The node limits the number of concurrently active footprints based on the configured replica_2_9_entropy_cache_size_mb to avoid entropy cache overload.

New endpoints

GET /footprint_buckets: returns a compact representation of footprint availability, similar to sync buckets.
GET /footprints/{partition}/{footprint}: returns the detailed footprint intervals for a given partition and footprint number. Peers use this for footprint-based data discovery. Note that footprint records are maintained for all packing types (not just replica 2.9), making it convenient for any client to query data availability using the footprint-based layout.

Both endpoints require release 91 or later. Footprint syncing gracefully falls back when communicating with older peers.

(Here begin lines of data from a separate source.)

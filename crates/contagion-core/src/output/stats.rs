//! Statistics Output
//!
//! Collects run statistics while the population evolves.

use contagion_events::Checkpoint;
use std::collections::BTreeMap;

use crate::components::StepOutcome;
use crate::systems::RunObserver;

/// Accumulates statistics during a run
#[derive(Debug, Clone, Default)]
pub struct StatsCollector {
    pub inheritances_by_feature: BTreeMap<usize, u64>,
    pub checkpoints: Vec<Checkpoint>,
    /// Request and keep every checkpoint
    keep_history: bool,
}

impl StatsCollector {
    pub fn new() -> Self {
        Self::default()
    }

    pub fn with_history() -> Self {
        Self {
            keep_history: true,
            ..Self::default()
        }
    }
}

impl RunObserver for StatsCollector {
    fn on_step(&mut self, _step: u64, outcome: &StepOutcome) {
        if let StepOutcome::Inherited { feature, .. } = outcome {
            *self.inheritances_by_feature.entry(*feature).or_insert(0) += 1;
        }
    }

    fn wants_checkpoints(&self) -> bool {
        self.keep_history
    }

    fn on_checkpoint(&mut self, checkpoint: &Checkpoint) {
        self.checkpoints.push(*checkpoint);
    }
}

#[cfg(test)]
mod tests {
    use super::*;
    use crate::components::{Direction, Population, TraitSpace};
    use rand::rngs::SmallRng;
    use rand::SeedableRng;

    fn checkpoint(step: u64, at_equilibrium: bool) -> Checkpoint {
        Checkpoint {
            step,
            prisonized_fraction: 0.5,
            active_agents: if at_equilibrium { 0 } else { 3 },
            at_equilibrium,
        }
    }

    #[test]
    fn test_counts_inheritances_by_feature() {
        let mut stats = StatsCollector::new();
        stats.on_step(1, &StepOutcome::Unchanged { neighbor: Direction::North });
        stats.on_step(2, &StepOutcome::Inherited { neighbor: Direction::East, feature: 0 });
        stats.on_step(3, &StepOutcome::Inherited { neighbor: Direction::West, feature: 2 });
        stats.on_step(4, &StepOutcome::Inherited { neighbor: Direction::South, feature: 0 });

        assert_eq!(stats.inheritances_by_feature.get(&0), Some(&2));
        assert_eq!(stats.inheritances_by_feature.get(&2), Some(&1));
        assert_eq!(stats.inheritances_by_feature.get(&1), None);
    }

    #[test]
    fn test_checkpoints_requested_only_with_history() {
        assert!(!StatsCollector::new().wants_checkpoints());
        assert!(StatsCollector::with_history().wants_checkpoints());
    }

    #[test]
    fn test_history_keeps_all_checkpoints() {
        let mut stats = StatsCollector::with_history();
        stats.on_checkpoint(&checkpoint(0, false));
        stats.on_checkpoint(&checkpoint(10, true));
        let steps: Vec<u64> = stats.checkpoints.iter().map(|c| c.step).collect();
        assert_eq!(steps, vec![0, 10]);
        assert!(stats.checkpoints[1].at_equilibrium);
    }

    #[test]
    fn test_history_run_records_every_check() {
        let mut rng = SmallRng::seed_from_u64(21);
        let space = TraitSpace::new(vec![2, 10, 10, 10, 10, 10, 10, 10, 10]).unwrap();
        let mut pop = Population::new(space, 20, &mut rng).unwrap();

        let mut plain = StatsCollector::new();
        pop.clone()
            .run_until_equilibrium_with(40, 10, &mut rng.clone(), &mut plain)
            .unwrap();
        assert!(plain.checkpoints.is_empty());

        let mut history = StatsCollector::with_history();
        pop.run_until_equilibrium_with(40, 10, &mut rng, &mut history)
            .unwrap();
        let steps: Vec<u64> = history.checkpoints.iter().map(|c| c.step).collect();
        assert_eq!(steps, vec![0, 10, 20, 30, 40]);
        assert_eq!(plain.inheritances_by_feature, history.inheritances_by_feature);
    }
}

Sync record to footprint record migration

On first startup after upgrade, the node automatically migrates its existing sync records into the new footprint record format. This is a one-time, non-destructive migration.

Migration details

The migration runs in the background, processing 200 chunks per batch with a 1-second delay between batches.
Progress is checkpointed, so if the node restarts, migration resumes from where it left off.
Footprint-based syncing is disabled until the migration completes. Normal syncing proceeds as usual during the migration.

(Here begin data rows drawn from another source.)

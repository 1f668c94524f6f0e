//! Run Loop
//!
//! Repeated random agent updates with periodic equilibrium checks.

use contagion_events::{Checkpoint, EquilibriumStatus};
use rand::Rng;
use tracing::{debug, info};

use crate::components::{Population, StepOutcome};
use crate::error::{Result, SimError};

/// Receives progress from `run_until_equilibrium_with`
pub trait RunObserver {
    /// Called after every agent update, with the 1-based step number
    fn on_step(&mut self, _step: u64, _outcome: &StepOutcome) {}

    /// Whether `on_checkpoint` should be called. Building a checkpoint scans
    /// the whole grid, so observers that ignore them keep the default.
    fn wants_checkpoints(&self) -> bool {
        false
    }

    /// Called at every equilibrium check, including the one before the first step
    fn on_checkpoint(&mut self, _checkpoint: &Checkpoint) {}
}

impl RunObserver for () {}

/// How a run ended
#[derive(Debug, Clone, Copy, PartialEq, Eq)]
pub struct RunOutcome {
    pub steps: u64,
    pub status: EquilibriumStatus,
}

impl RunOutcome {
    pub fn converged(&self) -> bool {
        self.status.is_converged()
    }
}

impl Population {
    /// Aggregate statistics for the current grid state
    pub fn checkpoint(&self, step: u64) -> Checkpoint {
        let active_agents = self.active_agent_count();
        Checkpoint {
            step,
            prisonized_fraction: self.prisonized_fraction(),
            active_agents,
            at_equilibrium: active_agents == 0,
        }
    }

    /// Step random agents until equilibrium or until `max_steps` updates.
    ///
    /// Running out of budget is reported through `EquilibriumStatus`, not as an
    /// error. Only a zero `check_interval` fails.
    pub fn run_until_equilibrium<R: Rng + ?Sized>(
        &mut self,
        max_steps: u64,
        check_interval: u64,
        rng: &mut R,
    ) -> Result<RunOutcome> {
        self.run_until_equilibrium_with(max_steps, check_interval, rng, &mut ())
    }

    /// Same as `run_until_equilibrium`, reporting steps and checkpoints to `observer`
    pub fn run_until_equilibrium_with<R, O>(
        &mut self,
        max_steps: u64,
        check_interval: u64,
        rng: &mut R,
        observer: &mut O,
    ) -> Result<RunOutcome>
    where
        R: Rng + ?Sized,
        O: RunObserver + ?Sized,
    {
        if check_interval == 0 {
            return Err(SimError::InvalidCheckInterval(check_interval));
        }

        let mut steps = 0u64;
        if self.check(steps, observer) {
            return Ok(self.finish(steps, EquilibriumStatus::Converged));
        }

        while steps < max_steps {
            let outcome = self.step_random(rng);
            steps += 1;
            observer.on_step(steps, &outcome);

            if steps % check_interval == 0 && self.check(steps, observer) {
                return Ok(self.finish(steps, EquilibriumStatus::Converged));
            }
        }

        // The budget may end between scheduled checks
        let status = if steps % check_interval != 0 && self.check(steps, observer) {
            EquilibriumStatus::Converged
        } else {
            EquilibriumStatus::BudgetExhausted
        };
        Ok(self.finish(steps, status))
    }

    fn check<O: RunObserver + ?Sized>(&self, step: u64, observer: &mut O) -> bool {
        if !observer.wants_checkpoints() {
            let settled = self.is_at_equilibrium();
            debug!(step, settled, "Equilibrium check");
            return settled;
        }

        let checkpoint = self.checkpoint(step);
        debug!(
            step,
            active_agents = checkpoint.active_agents,
            prisonized = checkpoint.prisonized_fraction,
            "Equilibrium check"
        );
        observer.on_checkpoint(&checkpoint);
        checkpoint.at_equilibrium
    }

    fn finish(&self, steps: u64, status: EquilibriumStatus) -> RunOutcome {
        match status {
            EquilibriumStatus::Converged => info!(steps, "Population reached equilibrium"),
            EquilibriumStatus::BudgetExhausted => {
                info!(steps, "Step budget exhausted before equilibrium")
            }
        }
        RunOutcome { steps, status }
    }
}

Implications for operators

No new configuration is required. The migration starts automatically.
Depending on the amount of synced data, the migration may take some time. Progress is logged (initializing_footprint_record / footprint_record_initialized events).
Once migration is complete, nodes begin participating in footprint-based syncing.

Data root syncing

This release introduces a background data root syncing process. Each storage module now runs a process that periodically scans its range (every 10 minutes) and ensures data roots are recorded for all blocks in that range. Missing data roots are fetched from peers via GET /data_roots/{offset}. You can disable this background process by setting enable_data_roots_syncing false (it is enabled by default).

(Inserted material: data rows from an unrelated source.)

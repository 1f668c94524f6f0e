//! Simulation
//!
//! One complete run: build the grid, seed prisonization, run to equilibrium,
//! and summarize.

use contagion_events::RunReport;
use rand::rngs::SmallRng;
use rand::SeedableRng;
use std::time::Instant;
use tracing::info;

use super::run::RunOutcome;
use crate::components::Population;
use crate::config::{ConfigError, SimConfig};
use crate::error::Result;
use crate::output::{capture, StatsCollector};
use crate::setup::seed_prisonization;

/// What to include in the run report
#[derive(Debug, Clone, Copy, Default)]
pub struct RunOptions {
    /// Attach the population before and after the run
    pub capture_states: bool,
    /// Attach every equilibrium checkpoint instead of only the final state
    pub keep_checkpoints: bool,
}

/// A configured population and its seeded random source
pub struct Simulation {
    config: SimConfig,
    population: Population,
    rng: SmallRng,
}

impl Simulation {
    /// Validate the configuration and build the initial, unseeded population
    pub fn from_config(config: SimConfig) -> std::result::Result<Self, ConfigError> {
        config.validate()?;
        let mut rng = SmallRng::seed_from_u64(config.seed);
        let population = Population::new(config.trait_space()?, config.grid_size, &mut rng)?;
        Ok(Self {
            config,
            population,
            rng,
        })
    }

    pub fn config(&self) -> &SimConfig {
        &self.config
    }

    pub fn population(&self) -> &Population {
        &self.population
    }

    /// Seed, run until equilibrium or budget exhaustion, and report
    pub fn run(mut self, options: RunOptions) -> Result<RunReport> {
        let config = &self.config;
        let seeding = seed_prisonization(
            &mut self.population,
            config.initial_prisonized_fraction,
            config.seed_attempts_per_cell,
            &mut self.rng,
        )?;
        let starting_fraction = self.population.prisonized_fraction();
        info!(
            seeded = seeding.placed,
            attempts = seeding.attempts,
            "Starting prisonization: {}",
            starting_fraction
        );

        let initial_state = options
            .capture_states
            .then(|| capture(&self.population, 0));

        let mut stats = if options.keep_checkpoints {
            StatsCollector::with_history()
        } else {
            StatsCollector::new()
        };

        let started = Instant::now();
        let RunOutcome { steps, status } = self.population.run_until_equilibrium_with(
            config.max_steps,
            config.check_interval,
            &mut self.rng,
            &mut stats,
        )?;
        let elapsed_ms = started.elapsed().as_millis();

        let ending_fraction = self.population.prisonized_fraction();
        info!(
            steps,
            elapsed_ms = elapsed_ms as u64,
            "Ending prisonization: {}",
            ending_fraction
        );

        let mut checkpoints = stats.checkpoints;
        if checkpoints.last().map(|c| c.step) != Some(steps) {
            checkpoints.push(self.population.checkpoint(steps));
        }

        let final_state = options
            .capture_states
            .then(|| capture(&self.population, steps));

        Ok(RunReport {
            seed: config.seed,
            grid_size: config.grid_size,
            trait_counts: config.trait_counts.clone(),
            seeding,
            starting_prisonized_fraction: starting_fraction,
            ending_prisonized_fraction: ending_fraction,
            steps,
            status,
            elapsed_ms,
            inheritances_by_feature: stats.inheritances_by_feature,
            checkpoints,
            initial_state,
            final_state,
        })
    }
}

`POST /data_roots/{offset}`

A new endpoint, POST /data_roots/{offset}, allows pushing data roots to a node. The endpoint:

Validates the offset is within the disk pool threshold and maps to a known block.
Checks whether data roots are already synced for that block (returns 200 immediately if so).
Validates the submitted data roots: verifies the block size matches, recomputes the TX root from the entries, and verifies all Merkle paths.
Stores the validated data roots.

The POST /chunk endpoint requires the receiving node to have the data root for the chunk being submitted. A node that has not synced the data root index for a given block will reject chunks from that block. By pushing data roots via POST /data_roots/{offset}, you can ensure the receiving node is ready to accept chunks from arbitrary historical blocks. This may be useful e.g. for pushing historical chunks via POST /chunk.

Packing benchmark rewrite

The benchmark packing command (formerly benchmark 2_9) has been rewritten to provide realistic performance measurements that account for disk I/O, not just CPU.

What changed

The old benchmark only measured CPU-bound entropy generation and reported inflated rates (often >1 GiB/s) because it ignored disk I/O entirely. The new benchmark has two phases:

Phase 1 (Entropy Preparation): measures entropy generation rate and disk write rate separately, identifies which is the bottleneck, and extrapolates the preparation time for a full partition.
Phase 2 (Packing): measures the complete packing cycle — unpack entropy generation, decipher (XOR unpack), disk read (pack entropy from disk), encipher (XOR pack), and disk write (packed chunk). Identifies the bottleneck among all 5 operations.

Realistic disk I/O simulation

Uses the same file layout as ar_chunk_storage (spread-out writes matching the production entropy storage pattern).
Simulates background disk contention with configurable read load threads performing random 4-64KB reads (typical RocksDB access pattern).
Filters out cached writes using the rated_speed parameter — samples faster than the rated disk speed (with a 10% margin) are excluded.
Syncs files and drops page cache between phases to ensure reads hit disk.

Usage

benchmark packing [options]

Options:

threads — number of threads (default: CPU cores)
samples — number of samples to average (default: 20)
large_pages — use large pages for RandomX, 0=off, 1=on (default: 1)
rated_speed — expected disk write speed in MB/s, used to exclude cached samples (default: 250)
read_load — background read threads simulating other disk activity (default: 2)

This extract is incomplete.